J’explique donc tout ça au coiffeur. Enfin, plutôt au coloriste (on s’est
d’abord occupé de ma couleur, après de ma frange). Je lui explique que je ne
veux pas toucher à mes longueurs, que j’aime bien ma couleur car elle est bien
fondue et qu’il n’y a pas de transition nette entre le blond et le brun (pas de
barre bien visible quoi, le blond ne part jamais de la même longueur selon les
mèches). Il me répond qu’effectivement mon balayage est très bien fait : que par exemple ma coiffeuse n’a pas décoloré les
cheveux du dessous ce qui lui donne de la profondeur. Je m’assois donc
confiante, me disant qu’on s’est compris, et commence à papoter avec une
copine. Puis là je l’entends dire qu’il va faire un truc au blond, le
réveiller, je ne sais plus trop quoi. Interloquée, je lui demande donc :
« mais on touche aux longueurs finalement ? ». Apparemment oui,
on touchait. Ok, d’accord.
Bon, c’est vrai qu’à un moment, j’avais peut-être opiné de la tête quand il avait dit qu’il fallait travailler toute la chevelure pour mieux fondre. Mais c’était dans la conversation, pas forcément une acceptation du truc. M’enfin une partie de moi se dit alors que mon blond ayant viré un peu roux et semble de plusieurs couleurs, c’est effectivement peut-être mieux de repartir de zéro. Alors je ne dis mot (donc consent). Mais là, je le vois se diriger avec son pinceau vers mes racines. Je refoule un cri d’horreur et à la place dis clairement et calmement que je ne veux pas que le blond monte trop haut, je veux garder mes racines foncées. Je veux que le blond parte grand maximum du milieu des oreilles. Je lui explique que pour mon dernier ombré hair, elle était montée trop haut et que ça m’avait un peu traumatisée. Les deux mèches entourant mon visage étaient complètement blondes donc, de face, en sortant de chez le coiffeur, je me voyais blonde et je l’avais très mal vécu.
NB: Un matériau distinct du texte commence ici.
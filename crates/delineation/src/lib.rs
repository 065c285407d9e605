//! # Cuenca Delineation
//!
//! Streaming watershed delineation from co-registered D8 flow-direction and
//! flow-accumulation grids:
//!
//! - `tiles`: LRU-cached tile reads over a windowed raster source
//! - `pixel_area`: km² per cell for geographic and projected grids
//! - `stats`: streaming grid statistics (global maximum)
//! - `snap`: expanding-window snap of an outlet point onto the drainage network
//! - `basin`: upstream breadth-first traversal producing the basin mask
//! - `vectorize`: basin mask to polygon rings
//! - `export`: clipped/scaled accumulation raster + basin polygon artifacts
//! - `pipeline`: the end-to-end delineation run
//!
//! Grids are only ever touched through bounded windows, so inputs may be far
//! larger than available memory.

pub mod basin;
pub mod d8;
pub mod export;
pub mod pipeline;
pub mod pixel_area;
pub mod snap;
pub mod stats;
pub mod tiles;
pub mod vectorize;

pub use basin::{delineate, BasinMask, Mbr};
pub use export::{export, BasinAttributes, ExportParams, OutputArtifacts};
pub use pipeline::{
    delineate_files, delineate_watershed, DelineationParams, RunSummary, SnapPolicy,
};
pub use pixel_area::pixel_area_km2;
pub use snap::{snap_to_network, SnapParams, SnapResult};
pub use stats::global_max;
pub use vectorize::mask_to_polygons;
pub use tiles::{TileStore, TileStoreParams};
//! Raster element trait for generic cell values

use num_traits::{NumCast, Zero};
use std::fmt::Debug;

/// Trait for types that can be stored in a raster cell.
pub trait RasterElement:
    Copy + Clone + Debug + PartialOrd + PartialEq + NumCast + Zero + Send + Sync + 'static
{
    /// Default no-data value for this type
    fn default_nodata() -> Self;

    /// Check if this value represents no-data
    fn is_nodata(&self, nodata: Option<Self>) -> bool;

    /// Convert self to f64
    fn to_f64(self) -> Option<f64> {
        NumCast::from(self)
    }
}

macro_rules! impl_raster_element_int {
    ($t:ty) => {
        impl RasterElement for $t {
            fn default_nodata() -> Self {
                <$t>::MIN
            }

            fn is_nodata(&self, nodata: Option<Self>) -> bool {
                match nodata {
                    Some(nd) => *self == nd,
                    None => false,
                }
            }
        }
    };
}

macro_rules! impl_raster_element_float {
    ($t:ty) => {
        impl RasterElement for $t {
            fn default_nodata() -> Self {
                <$t>::NAN
            }

            fn is_nodata(&self, nodata: Option<Self>) -> bool {
                if self.is_nan() {
                    return true;
                }
                match nodata {
                    Some(nd) => (self - nd).abs() < <$t>::EPSILON * 100.0,
                    None => false,
                }
            }
        }
    };
}

impl_raster_element_int!(i16);
impl_raster_element_int!(i32);
impl_raster_element_int!(i64);
impl_raster_element_int!(u8);
impl_raster_element_int!(u16);
impl_raster_element_int!(u32);
impl_raster_element_float!(f32);
impl_raster_element_float!(f64);
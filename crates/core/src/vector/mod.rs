//! Minimal vector feature model with GeoJSON output
//!
//! Just enough to carry the basin polygon and its summary attributes out of
//! a delineation run. Attribute order is preserved so output files list
//! fields the way callers declared them.

use std::fs;
use std::path::Path;

use geo_types::Geometry;
use serde::{Deserialize, Serialize};

use crate::error::{Error, Result};

/// Attribute value types
#[derive(Debug, Clone, PartialEq, Serialize, Deserialize)]
pub enum AttributeValue {
    Null,
    Bool(bool),
    Int(i64),
    Float(f64),
    String(String),
}

impl AttributeValue {
    fn to_json(&self) -> serde_json::Value {
        match self {
            AttributeValue::Null => serde_json::Value::Null,
            AttributeValue::Bool(b) => serde_json::Value::Bool(*b),
            AttributeValue::Int(i) => serde_json::Value::from(*i),
            AttributeValue::Float(f) => serde_json::Number::from_f64(*f)
                .map(serde_json::Value::Number)
                .unwrap_or(serde_json::Value::Null),
            AttributeValue::String(s) => serde_json::Value::String(s.clone()),
        }
    }
}

/// A geographic feature: one geometry plus ordered attributes.
#[derive(Debug, Clone)]
pub struct Feature {
    pub geometry: Geometry<f64>,
    pub properties: Vec<(String, AttributeValue)>,
}

impl Feature {
    /// Create a new feature with geometry and no attributes
    pub fn new(geometry: Geometry<f64>) -> Self {
        Self {
            geometry,
            properties: Vec::new(),
        }
    }

    /// Append an attribute
    pub fn set_property(&mut self, key: impl Into<String>, value: AttributeValue) {
        self.properties.push((key.into(), value));
    }

    fn to_geojson(&self) -> geojson::Feature {
        let mut map = serde_json::Map::new();
        for (key, value) in &self.properties {
            map.insert(key.clone(), value.to_json());
        }
        geojson::Feature {
            bbox: None,
            geometry: Some(geojson::Geometry::new(geojson::Value::from(&self.geometry))),
            id: None,
            properties: Some(map),
            foreign_members: None,
        }
    }
}

/// Write features as a GeoJSON FeatureCollection.
///
/// GeoJSON coordinates are EPSG:4326 by specification; callers reproject
/// geometries before handing them over.
pub fn write_geojson<P: AsRef<Path>>(features: &[Feature], path: P) -> Result<()> {
    if features.is_empty() {
        return Err(Error::EmptyGeometry);
    }
    let collection = geojson::FeatureCollection {
        bbox: None,
        features: features.iter().map(Feature::to_geojson).collect(),
        foreign_members: None,
    };
    let text = geojson::GeoJson::FeatureCollection(collection).to_string();
    fs::write(path.as_ref(), text)?;
    Ok(())
}

#[cfg(test)]
mod tests {
    use super::*;
    use geo_types::{polygon, Geometry};

    #[test]
    fn feature_roundtrips_through_geojson() {
        let poly = polygon![
            (x: 0.0, y: 0.0),
            (x: 1.0, y: 0.0),
            (x: 1.0, y: 1.0),
            (x: 0.0, y: 1.0),
            (x: 0.0, y: 0.0),
        ];
        let mut feature = Feature::new(Geometry::Polygon(poly));
        feature.set_property("area_km2", AttributeValue::Float(2.5));
        feature.set_property("area_cells", AttributeValue::Int(10));

        let dir = tempfile::tempdir().unwrap();
        let path = dir.path().join("basin.geojson");
        write_geojson(&[feature], &path).unwrap();

        let text = std::fs::read_to_string(&path).unwrap();
        let parsed: geojson::GeoJson = text.parse().unwrap();
        match parsed {
            geojson::GeoJson::FeatureCollection(fc) => {
                assert_eq!(fc.features.len(), 1);
                let props = fc.features[0].properties.as_ref().unwrap();
                assert_eq!(props["area_cells"], serde_json::json!(10));
            }
            other => panic!("expected FeatureCollection, got {:?}", other),
        }
    }

    #[test]
    fn empty_collection_is_rejected() {
        let dir = tempfile::tempdir().unwrap();
        let err = write_geojson(&[], dir.path().join("x.geojson")).unwrap_err();
        assert!(matches!(err, Error::EmptyGeometry));
    }
}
Je reste une brune dans l’âme et selon moi le 100% blond ne me va pas. Il semble comprendre et commence donc à poser son produit de décoloration. Pas à partir des racines. Mais quand même un peu haut… Hum, hum bis.
Pendant ce temps-là, on papote. Je lui raconte mon anarchie
capillaire, que mes cheveux étaient un peu de toutes les couleurs : le
blond, le brun utilisé pour colorer mes racines et mon brun à moi un peu
différent au niveau de la repousse. Là, il me répond que pour ne plus avoir de
démarcation au niveau des racines, il faut que j’arrête de me colorer les
cheveux. Là, mon moi intérieur a fait un gros « What ?! » et une
nouvelle tête interloquée. Mais bien élevée que je suis, j’ai plutôt exprimé
mes sentiments par un : « mais je ne peux pas arrêter de me colorer
les cheveux à cause de mes cheveux blancs ». Je lui explique que j’en ai
plein, que je ne les supporte pas et que je veux absolument les camoufler.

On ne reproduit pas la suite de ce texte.